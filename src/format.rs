use crate::models::DeviceRecord;
use chrono::{DateTime, NaiveDateTime, Timelike, Utc};
use clap::ValueEnum;
use std::collections::BTreeMap;

/// Sort keys for device listings, matching the columns the dashboard offers.
#[derive(Debug, Clone, Copy, PartialEq, Eq, ValueEnum)]
pub enum DeviceSort {
    Hostname,
    Ip,
    Type,
    Vendor,
    LastSeen,
    Status,
}

#[derive(Debug, Clone, Copy, PartialEq, Eq, ValueEnum)]
pub enum SortOrder {
    Asc,
    Desc,
}

/// Parse a backend timestamp. The API emits SQLite `CURRENT_TIMESTAMP`
/// strings (`YYYY-MM-DD HH:MM:SS`, UTC) but RFC 3339 is accepted too.
pub fn parse_timestamp(raw: &str) -> Option<DateTime<Utc>> {
    if let Ok(ts) = DateTime::parse_from_rfc3339(raw) {
        return Some(ts.with_timezone(&Utc));
    }
    NaiveDateTime::parse_from_str(raw, "%Y-%m-%d %H:%M:%S")
        .ok()
        .map(|naive| naive.and_utc())
}

/// Human "time ago" string for a past instant.
pub fn format_time_ago(then: DateTime<Utc>, now: DateTime<Utc>) -> String {
    let seconds = (now - then).num_seconds();
    if seconds < 60 {
        return "Just now".to_string();
    }

    let minutes = seconds / 60;
    if minutes < 60 {
        return plural(minutes, "minute");
    }

    let hours = minutes / 60;
    if hours < 24 {
        return plural(hours, "hour");
    }

    let days = hours / 24;
    if days < 30 {
        return plural(days, "day");
    }

    let months = days / 30;
    if months < 12 {
        return plural(months, "month");
    }

    plural(months / 12, "year")
}

fn plural(n: i64, unit: &str) -> String {
    if n == 1 {
        format!("1 {unit} ago")
    } else {
        format!("{n} {unit}s ago")
    }
}

/// Time-ago for an optional raw backend timestamp, with a fallback label.
pub fn format_seen(raw: Option<&str>, now: DateTime<Utc>) -> String {
    raw.and_then(parse_timestamp)
        .map(|ts| format_time_ago(ts, now))
        .unwrap_or_else(|| "Unknown".to_string())
}

/// Normalize a MAC address to uppercase colon-separated pairs.
pub fn format_mac(mac: &str) -> String {
    let clean: String = mac
        .chars()
        .filter(|c| c.is_ascii_hexdigit())
        .collect::<String>()
        .to_uppercase();
    if clean.len() != 12 {
        return mac.to_string();
    }
    clean
        .as_bytes()
        .chunks(2)
        .map(|pair| std::str::from_utf8(pair).unwrap_or(""))
        .collect::<Vec<_>>()
        .join(":")
}

/// Numeric sort key for dotted-quad IPv4 strings. Unparseable input sorts
/// first, like the dashboard's table does.
pub fn ip_sort_key(ip: Option<&str>) -> u32 {
    let Some(ip) = ip else { return 0 };
    let mut key = 0u32;
    let mut octets = 0;
    for part in ip.split('.') {
        let Ok(octet) = part.parse::<u8>() else {
            return 0;
        };
        key = (key << 8) | octet as u32;
        octets += 1;
    }
    if octets == 4 {
        key
    } else {
        0
    }
}

/// Sort devices in place by the given key and order.
pub fn sort_devices(devices: &mut [DeviceRecord], sort: DeviceSort, order: SortOrder) {
    devices.sort_by(|a, b| {
        let ordering = match sort {
            DeviceSort::Hostname => lower(a.hostname.as_deref().or(a.ip_address.as_deref()))
                .cmp(&lower(b.hostname.as_deref().or(b.ip_address.as_deref()))),
            DeviceSort::Ip => {
                ip_sort_key(a.ip_address.as_deref()).cmp(&ip_sort_key(b.ip_address.as_deref()))
            }
            DeviceSort::Type => {
                lower(a.device_type.as_deref()).cmp(&lower(b.device_type.as_deref()))
            }
            DeviceSort::Vendor => lower(a.vendor.as_deref()).cmp(&lower(b.vendor.as_deref())),
            DeviceSort::LastSeen => seen_key(a).cmp(&seen_key(b)),
            DeviceSort::Status => a.is_active.cmp(&b.is_active),
        };
        match order {
            SortOrder::Asc => ordering,
            SortOrder::Desc => ordering.reverse(),
        }
    });
}

fn lower(value: Option<&str>) -> String {
    value.unwrap_or("").to_lowercase()
}

fn seen_key(device: &DeviceRecord) -> i64 {
    device
        .last_seen
        .as_deref()
        .and_then(parse_timestamp)
        .map(|ts| ts.timestamp())
        .unwrap_or(0)
}

/// Device count per type, for the device-mix chart.
pub fn device_type_mix(devices: &[DeviceRecord]) -> BTreeMap<String, usize> {
    let mut mix = BTreeMap::new();
    for device in devices {
        let key = device
            .device_type
            .clone()
            .unwrap_or_else(|| "Unknown".to_string());
        *mix.entry(key).or_insert(0) += 1;
    }
    mix
}

/// Bucket devices by hour of last activity over the trailing 24 hours.
/// Index 0 is 23 hours ago, index 23 is the current hour.
pub fn activity_by_hour(devices: &[DeviceRecord], now: DateTime<Utc>) -> [u32; 24] {
    let mut buckets = [0u32; 24];
    for device in devices {
        let Some(seen) = device.last_seen.as_deref().and_then(parse_timestamp) else {
            continue;
        };
        let age_hours = (now - seen).num_hours();
        if (0..24).contains(&age_hours) {
            buckets[(23 - age_hours) as usize] += 1;
        }
    }
    buckets
}

/// Clock label for an activity bucket index, e.g. "14:00".
pub fn hour_label(index: usize, now: DateTime<Utc>) -> String {
    let hour = (now.hour() as i64 - (23 - index as i64)).rem_euclid(24);
    format!("{hour:02}:00")
}

#[cfg(test)]
mod tests {
    use super::*;
    use chrono::TimeZone;

    fn device(id: i64) -> DeviceRecord {
        DeviceRecord {
            id,
            hostname: None,
            ip_address: None,
            mac_address: None,
            vendor: None,
            device_type: None,
            open_ports: Vec::new(),
            is_active: false,
            last_seen: None,
            first_seen: None,
        }
    }

    #[test]
    fn parses_sqlite_and_rfc3339_timestamps() {
        assert!(parse_timestamp("2024-05-01 08:00:00").is_some());
        assert!(parse_timestamp("2024-05-01T08:00:00Z").is_some());
        assert!(parse_timestamp("yesterday").is_none());
    }

    #[test]
    fn time_ago_buckets() {
        let now = Utc.with_ymd_and_hms(2024, 5, 2, 12, 0, 0).unwrap();
        let cases = [
            (now - chrono::Duration::seconds(30), "Just now"),
            (now - chrono::Duration::minutes(1), "1 minute ago"),
            (now - chrono::Duration::minutes(5), "5 minutes ago"),
            (now - chrono::Duration::hours(3), "3 hours ago"),
            (now - chrono::Duration::days(2), "2 days ago"),
            (now - chrono::Duration::days(60), "2 months ago"),
            (now - chrono::Duration::days(800), "2 years ago"),
        ];
        for (then, expected) in cases {
            assert_eq!(format_time_ago(then, now), expected);
        }
    }

    #[test]
    fn mac_normalization() {
        assert_eq!(format_mac("aa-bb-cc-dd-ee-ff"), "AA:BB:CC:DD:EE:FF");
        assert_eq!(format_mac("aabbccddeeff"), "AA:BB:CC:DD:EE:FF");
        // Malformed input passes through untouched.
        assert_eq!(format_mac("not-a-mac"), "not-a-mac");
    }

    #[test]
    fn ip_keys_sort_numerically() {
        let low = ip_sort_key(Some("192.168.1.9"));
        let high = ip_sort_key(Some("192.168.1.10"));
        assert!(low < high);
        assert_eq!(ip_sort_key(Some("bogus")), 0);
        assert_eq!(ip_sort_key(None), 0);
    }

    #[test]
    fn sorts_by_ip_descending() {
        let mut devices = vec![
            {
                let mut d = device(1);
                d.ip_address = Some("10.0.0.2".into());
                d
            },
            {
                let mut d = device(2);
                d.ip_address = Some("10.0.0.10".into());
                d
            },
        ];
        sort_devices(&mut devices, DeviceSort::Ip, SortOrder::Desc);
        assert_eq!(devices[0].id, 2);
    }

    #[test]
    fn hostname_sort_falls_back_to_ip() {
        let mut devices = vec![
            {
                let mut d = device(1);
                d.ip_address = Some("zebra".into());
                d
            },
            {
                let mut d = device(2);
                d.hostname = Some("alpha".into());
                d
            },
        ];
        sort_devices(&mut devices, DeviceSort::Hostname, SortOrder::Asc);
        assert_eq!(devices[0].id, 2);
    }

    #[test]
    fn device_mix_counts_unknown_types() {
        let mut a = device(1);
        a.device_type = Some("Printer".into());
        let b = device(2);
        let mix = device_type_mix(&[a, b]);
        assert_eq!(mix.get("Printer"), Some(&1));
        assert_eq!(mix.get("Unknown"), Some(&1));
    }

    #[test]
    fn activity_buckets_recent_hours() {
        let now = Utc.with_ymd_and_hms(2024, 5, 2, 12, 30, 0).unwrap();
        let mut a = device(1);
        a.last_seen = Some("2024-05-02 12:00:00".into());
        let mut b = device(2);
        b.last_seen = Some("2024-05-02 01:00:00".into());
        let mut old = device(3);
        old.last_seen = Some("2024-04-01 00:00:00".into());

        let buckets = activity_by_hour(&[a, b, old], now);
        assert_eq!(buckets[23], 1);
        assert_eq!(buckets[23 - 11], 1);
        assert_eq!(buckets.iter().sum::<u32>(), 2);
    }
}
use crate::api::{DataSource, FetchError};
use crate::format::{activity_by_hour, device_type_mix};
use crate::models::NotifyLevel;
use crate::render::{ChartSink, Renderer};
use chrono::Utc;
use std::sync::atomic::{AtomicU64, Ordering};
use tracing::{debug, warn};

/// How a refresh cycle ended.
#[derive(Debug, Clone, Copy, PartialEq, Eq)]
pub enum CycleOutcome {
    /// At least one source succeeded and its data reached the renderer.
    Applied { sources_failed: usize },
    /// A newer cycle was initiated before this one settled; nothing was
    /// applied.
    Stale,
    /// Every source failed; one error notification was surfaced.
    AllFailed,
}

/// Fans out to the three data sources per cycle and applies the results to
/// the renderer.
///
/// Each cycle is tagged with a monotonically increasing sequence number at
/// initiation. After the fetches settle, results are applied only if no
/// newer cycle has been initiated since, so a slow response can never
/// overwrite fresher data. Sources fail independently; a failed source means
/// no update for that section this cycle, and only total failure is surfaced
/// to the user.
pub struct SyncCoordinator<S, R> {
    source: S,
    renderer: R,
    charts: Option<Box<dyn ChartSink + Send + Sync>>,
    window_hours: u32,
    seq: AtomicU64,
}

impl<S: DataSource, R: Renderer> SyncCoordinator<S, R> {
    pub fn new(
        source: S,
        renderer: R,
        charts: Option<Box<dyn ChartSink + Send + Sync>>,
        window_hours: u32,
    ) -> Self {
        Self {
            source,
            renderer,
            charts,
            window_hours,
            seq: AtomicU64::new(0),
        }
    }

    pub fn renderer(&self) -> &R {
        &self.renderer
    }

    /// Run one refresh cycle: fetch all three sources concurrently, then
    /// apply whatever succeeded, unless the cycle has gone stale.
    pub async fn run_cycle(&self) -> CycleOutcome {
        let cycle = self.seq.fetch_add(1, Ordering::SeqCst) + 1;
        debug!(cycle, "refresh cycle started");

        let (stats, devices, scan) = tokio::join!(
            self.source.fetch_statistics(),
            self.source.fetch_recent_devices(self.window_hours),
            self.source.fetch_scan_status(),
        );

        if self.seq.load(Ordering::SeqCst) != cycle {
            debug!(cycle, "discarding stale cycle results");
            return CycleOutcome::Stale;
        }

        let mut sources_failed = 0;

        match stats {
            Ok(stats) => self.renderer.render_stats(&stats),
            Err(e) => {
                sources_failed += 1;
                log_source_failure("statistics", &e);
            }
        }

        match devices {
            Ok(devices) => {
                if let Some(charts) = &self.charts {
                    let now = Utc::now();
                    charts.update_device_mix(&device_type_mix(&devices));
                    charts.update_activity(&activity_by_hour(&devices, now));
                }
                self.renderer.render_device_list(&devices);
            }
            Err(e) => {
                sources_failed += 1;
                log_source_failure("recent devices", &e);
            }
        }

        match scan {
            Ok(status) => self.renderer.render_scan_status(&status),
            Err(e) => {
                sources_failed += 1;
                log_source_failure("scan status", &e);
            }
        }

        if sources_failed == 3 {
            self.renderer
                .notify("Error loading dashboard data", NotifyLevel::Error);
            CycleOutcome::AllFailed
        } else {
            debug!(cycle, sources_failed, "refresh cycle applied");
            CycleOutcome::Applied { sources_failed }
        }
    }
}

fn log_source_failure(source: &str, error: &FetchError) {
    warn!(source, %error, "data source failed, skipping update this cycle");
}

· · · · ·

→ What the task asks
Gather each line of the listing that holds the string "high".

→ Answer box
        let high = ip_sort_key(Some("192.168.1.10"));
        assert!(low < high);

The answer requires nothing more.